Tencent has became the first Chinese company to be valued at more than $500 billion.
Shares of the 19-year-old company, which is listed on the Hong Kong Stock Exchange, rallied to reach HK$418.80 to give it a market cap of HK$3.99 billion which takes past the $500 billion mark. Close rival Alibaba is Asia’s second-highest-valued firm at $474 billion.
Entry to the half-a-trillion-dollar club — which includes Apple, Alphabet, Facebook, Microsoft and Amazon — comes a week after Tencent posted a profit of 18 billion RMB ($2.7 billion) on revenue of 65.2 billion RMB ($9.8 billion) for Q3 2017. Overall profit was up 69 percent year-on-year and revenue rose by 61 percent thanks to Tencent’s games business
As SCMP pointed out, a US$9,000 investment in the company’s 2004 IPO would now be worth US$1 million.

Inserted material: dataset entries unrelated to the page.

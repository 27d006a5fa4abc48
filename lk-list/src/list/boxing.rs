// Copyright 2023 Colin Finck <colin@reactos.org>
// SPDX-License-Identifier: MIT OR Apache-2.0

use core::marker::PhantomPinned;
use core::pin::Pin;
use core::ptr;

use alloc::boxed::Box;
use moveit::{new, New};

use super::base::{Iter, IterMut, LkListHead};
use super::traits::LkList;
use crate::traits::{LkBoxedListElement, LkListElement, LkTypedList};

/// A variant of [`LkListHead`] that boxes every element on insertion.
///
/// This guarantees ownership and therefore all `LkBoxingListHead` functions can be used without
/// resorting to `unsafe`.
/// If you can, use this implementation over [`LkListHead`].
///
/// You need to implement the [`LkBoxedListElement`] trait to designate a single list as the boxing one.
/// This also establishes clear ownership when a single element is part of more than one list.
///
/// See the [module-level documentation](crate::list) for more details.
#[repr(transparent)]
pub struct LkBoxingListHead<
    E: LkBoxedListElement<L = L> + LkListElement<L>,
    L: LkTypedList<T = LkList>,
>(LkListHead<E, L>);

impl<E, L> LkBoxingListHead<E, L>
where
    E: LkBoxedListElement<L = L> + LkListElement<L>,
    L: LkTypedList<T = LkList>,
{
    /// Creates a new circular doubly linked list that owns all elements.
    ///
    /// This function substitutes [`INIT_LIST_HEAD`] of the Linux kernel.
    ///
    /// [`INIT_LIST_HEAD`]: https://www.kernel.org/doc/html/latest/core-api/kernel-api.html#c.INIT_LIST_HEAD
    pub fn new() -> impl New<Output = Self> {
        new::of(Self(LkListHead {
            next: ptr::null_mut(),
            prev: ptr::null_mut(),
            pin: PhantomPinned,
        }))
        .with(|this| {
            let this = unsafe { this.get_unchecked_mut() };
            this.0.next = (this as *mut Self).cast();
            this.0.prev = this.0.next;
        })
    }

    /// Moves all elements from `other` to the end of the list, preserving their relative order.
    ///
    /// This reuses all the entries from `other` and moves them into `self`.
    /// After this operation, `other` becomes empty.
    ///
    /// This function substitutes [`list_splice_tail_init`] of the Linux kernel.
    ///
    /// This operation computes in *O*(*1*) time.
    ///
    /// [`list_splice_tail_init`]: https://www.kernel.org/doc/html/latest/core-api/kernel-api.html#c.list_splice_tail_init
    pub fn append(self: Pin<&mut Self>, other: Pin<&mut Self>) {
        unsafe { self.inner_mut().splice_tail_init(other.inner_mut()) }
    }

    /// Moves all elements from `other` to the front of the list, preserving their relative order.
    ///
    /// After this operation, `other` becomes empty.
    ///
    /// This function substitutes [`list_splice_init`] of the Linux kernel.
    ///
    /// This operation computes in *O*(*1*) time.
    ///
    /// [`list_splice_init`]: https://www.kernel.org/doc/html/latest/core-api/kernel-api.html#c.list_splice_init
    pub fn prepend(self: Pin<&mut Self>, other: Pin<&mut Self>) {
        unsafe { self.inner_mut().splice_init(other.inner_mut()) }
    }

    /// Provides a reference to the last element, or `None` if the list is empty.
    ///
    /// This operation computes in *O*(*1*) time.
    pub fn back(self: Pin<&Self>) -> Option<&E> {
        unsafe { self.inner().back() }
    }

    /// Provides a mutable reference to the last element, or `None` if the list is empty.
    ///
    /// This operation computes in *O*(*1*) time.
    pub fn back_mut(self: Pin<&mut Self>) -> Option<&mut E> {
        unsafe { self.inner_mut().back_mut() }
    }

    /// Removes all elements from the list, deallocating their memory.
    ///
    /// Unlike [`LkListHead::clear`], this operation computes in *O*(*n*) time, because it
    /// needs to traverse all elements to deallocate them.
    pub fn clear(mut self: Pin<&mut Self>) {
        let end_marker = self.as_mut().inner_mut().end_marker_mut();

        // Get the link to the first element before it's being reset.
        let mut current = self.0.next;

        // Make the list appear empty before deallocating any element.
        // By doing this here and not at the very end, we guard against the following scenario:
        //
        // 1. We deallocate an element.
        // 2. The `Drop` handler of that element is called and panics.
        // 3. Consequently, the `Drop` handler of `LkBoxingListHead` is called and removes all elements.
        // 4. While removing elements, the just dropped element is dropped again.
        //
        // By clearing the list at the beginning, the `Drop` handler of `LkBoxingListHead` won't find any
        // elements, and thereby it won't drop any elements.
        self.inner_mut().clear();

        // Traverse the list in the old-fashioned way and deallocate each element.
        while current != end_marker {
            unsafe {
                let element = (*current).containing_record_mut();
                current = (*current).next;
                drop(Box::from_raw(element));
            }
        }
    }

    /// Provides a reference to the first element, or `None` if the list is empty.
    ///
    /// This operation computes in *O*(*1*) time.
    pub fn front(self: Pin<&Self>) -> Option<&E> {
        unsafe { self.inner().front() }
    }

    /// Provides a mutable reference to the first element, or `None` if the list is empty.
    ///
    /// This operation computes in *O*(*1*) time.
    pub fn front_mut(self: Pin<&mut Self>) -> Option<&mut E> {
        unsafe { self.inner_mut().front_mut() }
    }

    fn inner(self: Pin<&Self>) -> Pin<&LkListHead<E, L>> {
        unsafe { Pin::new_unchecked(&self.get_ref().0) }
    }

    fn inner_mut(self: Pin<&mut Self>) -> Pin<&mut LkListHead<E, L>> {
        unsafe { Pin::new_unchecked(&mut self.get_unchecked_mut().0) }
    }

    /// Returns `true` if the list is empty.
    ///
    /// This function substitutes [`list_empty`] of the Linux kernel.
    ///
    /// This operation computes in *O*(*1*) time.
    ///
    /// [`list_empty`]: https://www.kernel.org/doc/html/latest/core-api/kernel-api.html#c.list_empty
    pub fn is_empty(self: Pin<&Self>) -> bool {
        self.inner().is_empty()
    }

    /// Returns an iterator yielding references to each element of the list.
    pub fn iter(self: Pin<&Self>) -> Iter<E, L> {
        unsafe { self.inner().iter() }
    }

    /// Returns an iterator yielding mutable references to each element of the list.
    pub fn iter_mut(self: Pin<&mut Self>) -> IterMut<E, L> {
        unsafe { self.inner_mut().iter_mut() }
    }

    /// Counts all elements and returns the length of the list.
    ///
    /// This operation computes in *O*(*n*) time.
    pub fn len(self: Pin<&Self>) -> usize {
        unsafe { self.inner().len() }
    }

    /// Removes the last element from the list and returns it, or `None` if the list is empty.
    ///
    /// This operation computes in *O*(*1*) time.
    pub fn pop_back(self: Pin<&mut Self>) -> Option<Box<E>> {
        unsafe {
            self.inner_mut()
                .pop_back()
                .map(|element| Box::from_raw(element))
        }
    }

    /// Removes the first element from the list and returns it, or `None` if the list is empty.
    ///
    /// This operation computes in *O*(*1*) time.
    pub fn pop_front(self: Pin<&mut Self>) -> Option<Box<E>> {
        unsafe {
            self.inner_mut()
                .pop_front()
                .map(|element| Box::from_raw(element))
        }
    }

    /// Appends an element to the back of the list.
    ///
    /// This function substitutes [`list_add_tail`] of the Linux kernel.
    ///
    /// This operation computes in *O*(*1*) time.
    ///
    /// [`list_add_tail`]: https://www.kernel.org/doc/html/latest/core-api/kernel-api.html#c.list_add_tail
    pub fn push_back(self: Pin<&mut Self>, element: E) {
        let boxed_element = Box::new(element);
        unsafe { self.inner_mut().push_back(Box::leak(boxed_element)) }
    }

    /// Appends an element to the front of the list.
    ///
    /// This function substitutes [`list_add`] of the Linux kernel.
    ///
    /// This operation computes in *O*(*1*) time.
    ///
    /// [`list_add`]: https://www.kernel.org/doc/html/latest/core-api/kernel-api.html#c.list_add
    pub fn push_front(self: Pin<&mut Self>, element: E) {
        let boxed_element = Box::new(element);
        unsafe { self.inner_mut().push_front(Box::leak(boxed_element)) }
    }

    /// Retains only the elements specified by the predicate, passing a mutable reference to it.
    ///
    /// In other words, remove all elements `e` for which `f(&mut e)` returns `false`,
    /// deallocating their memory.
    /// This method operates in place, visiting each element exactly once in the original order,
    /// and preserves the order of the retained elements.
    ///
    /// This function substitutes the [`list_for_each_entry_safe`] pattern of the Linux kernel.
    ///
    /// This operation computes in *O*(*n*) time.
    ///
    /// [`list_for_each_entry_safe`]: https://www.kernel.org/doc/html/latest/core-api/kernel-api.html#c.list_for_each_entry_safe
    pub fn retain<F>(self: Pin<&mut Self>, mut f: F)
    where
        F: FnMut(&mut E) -> bool,
    {
        for element in self.iter_mut() {
            if !f(element) {
                let entry = LkListHead::entry(element);

                unsafe {
                    (*entry).remove();
                    drop(Box::from_raw(element));
                }
            }
        }
    }
}

impl<E, L> Drop for LkBoxingListHead<E, L>
where
    E: LkBoxedListElement<L = L> + LkListElement<L>,
    L: LkTypedList<T = LkList>,
{
    fn drop(&mut self) {
        let pinned = unsafe { Pin::new_unchecked(self) };

        for element in pinned.iter_mut() {
            // Reconstruct the `Box` we created in push_back/push_front and let it leave the scope
            // to call its Drop handler and deallocate the element gracefully.
            unsafe {
                drop(Box::from_raw(element));
            }
        }
    }
}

Just looking at the last twelve months alone, Tencent’s share price has doubled thanks to impressive earnings reports like Q3.
Tencent’s market cap has more than tripled since March 2014 when it reached $150 billion, surpassing Intel in the process. Writing then, The Wall Street Journal opined that the company “isn’t yet a household name in the U.S., but it should be” and that still applies today.
WeChat, its messaging app that is China’s top social service, is closing in on one billion users overall but it has not managed to replicate that success overseas. Tencent has instead focused on investing itself into global positions.
Its lucrative gaming business focuses on PC and mobile and is the heartbeat of revenue, accounting for $5 billion in the last quarter alone, thanks to smash hits like Honour Of Kings, 2017’s top grossing game, and the acquisition of the companies behind hit games Clash Of Clans (Supercell) and League Of Legends (Riot Games).
Tencent’s investment focus seems to have gone into overdrive over the last year. It has bought up stakes in public companies Tesla, Snap, invested in India-based unicorns Flipkart, messaging app Hike, health portal Practo and Uber rival Ola. Other earlier-stage deals include flying cars, lunar drones and asteroid mining, while longer-standing investments like Sogou (search) and China Literature (e-publishing) have gone public over the past month.
If the recent Snap and Tesla deals are anything to go by, Tencent is likely to commit considerable resources to developing a base among U.S. tech companies. Not only does it believe it can learn from their experiences to boost its business in China, but it can add fresh perspective too — particularly around messaging/WeChat.